→ Provided information
//! Extraction strategies for comment data.
//!
//! Two paths exist: replaying the host's own listing calls (fast, needs a
//! signing capability) and walking page structure (slow, always available).
//! Selection happens per session; a runtime failure on the network path
//! silently downgrades the current session to structural extraction rather
//! than aborting it.

mod network;
mod signing;
mod structural;

pub use network::{NetworkExtractor, NetworkRun};
pub use signing::{resolve_signing_path, SigningPath};
pub use structural::{StructuralExtractor, MAX_STATE_DEPTH};

use tracing::debug;

use crate::config::EngineConfig;
use crate::page::{CapturedCall, PageClient};

/// Extraction path chosen for one session.
#[derive(Debug, Clone)]
pub enum Strategy {
    /// Replay the captured listing call, re-signing per page when a signing
    /// path resolved.
    Network {
        captured: CapturedCall,
        signing: Option<SigningPath>,
    },
    /// Walk markup and internal component state.
    Structural,
}

impl Strategy {
    pub fn name(&self) -> &'static str {
        match self {
            Self::Network { .. } => "network",
            Self::Structural => "structural",
        }
    }
}

/// Choose the extraction strategy for a new session.
///
/// The network path needs a captured listing call plus either a resolved
/// signing capability or captured signed parameters to replay verbatim.
/// Everything else falls back to structural extraction, silently.
pub async fn select_strategy(page: &PageClient, config: &EngineConfig) -> Strategy {
    if !config.features.network_extraction {
        return Strategy::Structural;
    }

    let captured = match page.captured_listing().await {
        Ok(Some(call)) => call,
        _ => {
            debug!("no captured listing call, using structural extraction");
            return Strategy::Structural;
        }
    };

    let signing = match page.host_globals().await {
        Ok(globals) => resolve_signing_path(&globals, &config.api.signing),
        Err(_) => None,
    };

    if signing.is_none() && captured.signed_params.is_empty() {
        debug!("no signing capability resolved, using structural extraction");
        return Strategy::Structural;
    }

    debug!(signing = ?signing, "network extraction selected");
    Strategy::Network { captured, signing }
}

/// Extract a value from nested JSON using a dot-notation path.
pub(crate) fn json_path<'a>(data: &'a serde_json::Value, path: &str) -> &'a serde_json::Value {
    if path.is_empty() {
        return data;
    }

    let mut current = data;
    for key in path.split('.') {
        current = match current {
            serde_json::Value::Object(map) => map.get(key).unwrap_or(&serde_json::Value::Null),
            serde_json::Value::Array(arr) => {
                if let Ok(idx) = key.parse::<usize>() {
                    arr.get(idx).unwrap_or(&serde_json::Value::Null)
                } else {
                    &serde_json::Value::Null
                }
            }
            _ => &serde_json::Value::Null,
        };
    }

    current
}

/// Read a string at a path, accepting numeric values (host ids come back as
/// either).
pub(crate) fn json_path_string(data: &serde_json::Value, path: &str) -> Option<String> {
    match json_path(data, path) {
        serde_json::Value::String(s) if !s.is_empty() => Some(s.clone()),
        serde_json::Value::Number(n) => Some(n.to_string()),
        _ => None,
    }
}

#[cfg(test)]
mod tests {
    use super::*;
    use serde_json::json;

    #[test]
    fn json_path_walks_objects_and_arrays() {
        let data = json!({"a": {"b": [{"c": 7}]}});
        assert_eq!(json_path(&data, "a.b.0.c"), &json!(7));
        assert_eq!(json_path(&data, "a.missing"), &serde_json::Value::Null);
        assert_eq!(json_path(&data, ""), &data);
    }

    #[test]
    fn json_path_string_accepts_numbers() {
        let data = json!({"cid": 12345, "text": "hi", "empty": ""});
        assert_eq!(json_path_string(&data, "cid"), Some("12345".to_string()));
        assert_eq!(json_path_string(&data, "text"), Some("hi".to_string()));
        assert_eq!(json_path_string(&data, "empty"), None);
    }
}
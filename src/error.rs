//! Engine error taxonomy.

use std::time::Duration;

/// Errors produced by the collection and automation engine.
#[derive(Debug, thiserror::Error)]
pub enum EngineError {
    /// All extraction strategies exhausted without producing records.
    #[error("extraction failed: {0}")]
    Extraction(String),

    /// Network-layer extraction failed after exhausting retries.
    #[error("network extraction failed: {0}")]
    Network(String),

    /// Signing capability was unavailable or rejected the request.
    #[error("signing failed: {0}")]
    Signing(String),

    /// The host reported rate limiting; a Retry-After hint may be attached.
    #[error("rate limited")]
    RateLimited { retry_after: Option<Duration> },

    /// Reply target could not be located within the click/scroll budget.
    #[error("comment not found: {0}")]
    CommentNotFound(String),

    /// Target account does not accept mentions.
    #[error("mention unavailable for {0}")]
    MentionUnavailable(String),

    /// Generic reply submission failure.
    #[error("reply submission failed: {0}")]
    ReplyFailed(String),

    /// A bridge request did not receive its response within the timeout.
    #[error("bridge request timed out after {0:?}")]
    BridgeTimeout(Duration),

    /// The peer context is gone (extension context invalidated).
    #[error("bridge disconnected: {0}")]
    BridgeDisconnected(String),

    /// Run rejected before starting (pre-flight validation).
    #[error("validation failed: {0}")]
    Validation(String),

    /// A session for this tab is already active.
    #[error("session already active for tab {0}")]
    SessionActive(u32),

    #[error("persistence error: {0}")]
    Persistence(#[from] rusqlite::Error),

    #[error("config error: {0}")]
    Config(String),
}

pub type Result<T> = std::result::Result<T, EngineError>;

impl EngineError {
    /// Whether this error class should feed the rate limit monitor.
    pub fn is_rate_limit(&self) -> bool {
        matches!(self, Self::RateLimited { .. })
    }
}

→ To do
Would you print exactly the lines from the first line of the entries above through the line that has "for one session.", both included, and stop there?

→ Solution to the exercise
//! Extraction strategies for comment data.
//!
//! Two paths exist: replaying the host's own listing calls (fast, needs a
//! signing capability) and walking page structure (slow, always available).
//! Selection happens per session; a runtime failure on the network path
//! silently downgrades the current session to structural extraction rather
//! than aborting it.

mod network;
mod signing;
mod structural;

pub use network::{NetworkExtractor, NetworkRun};
pub use signing::{resolve_signing_path, SigningPath};
pub use structural::{StructuralExtractor, MAX_STATE_DEPTH};

use tracing::debug;

use crate::config::EngineConfig;
use crate::page::{CapturedCall, PageClient};

/// Extraction path chosen for one session.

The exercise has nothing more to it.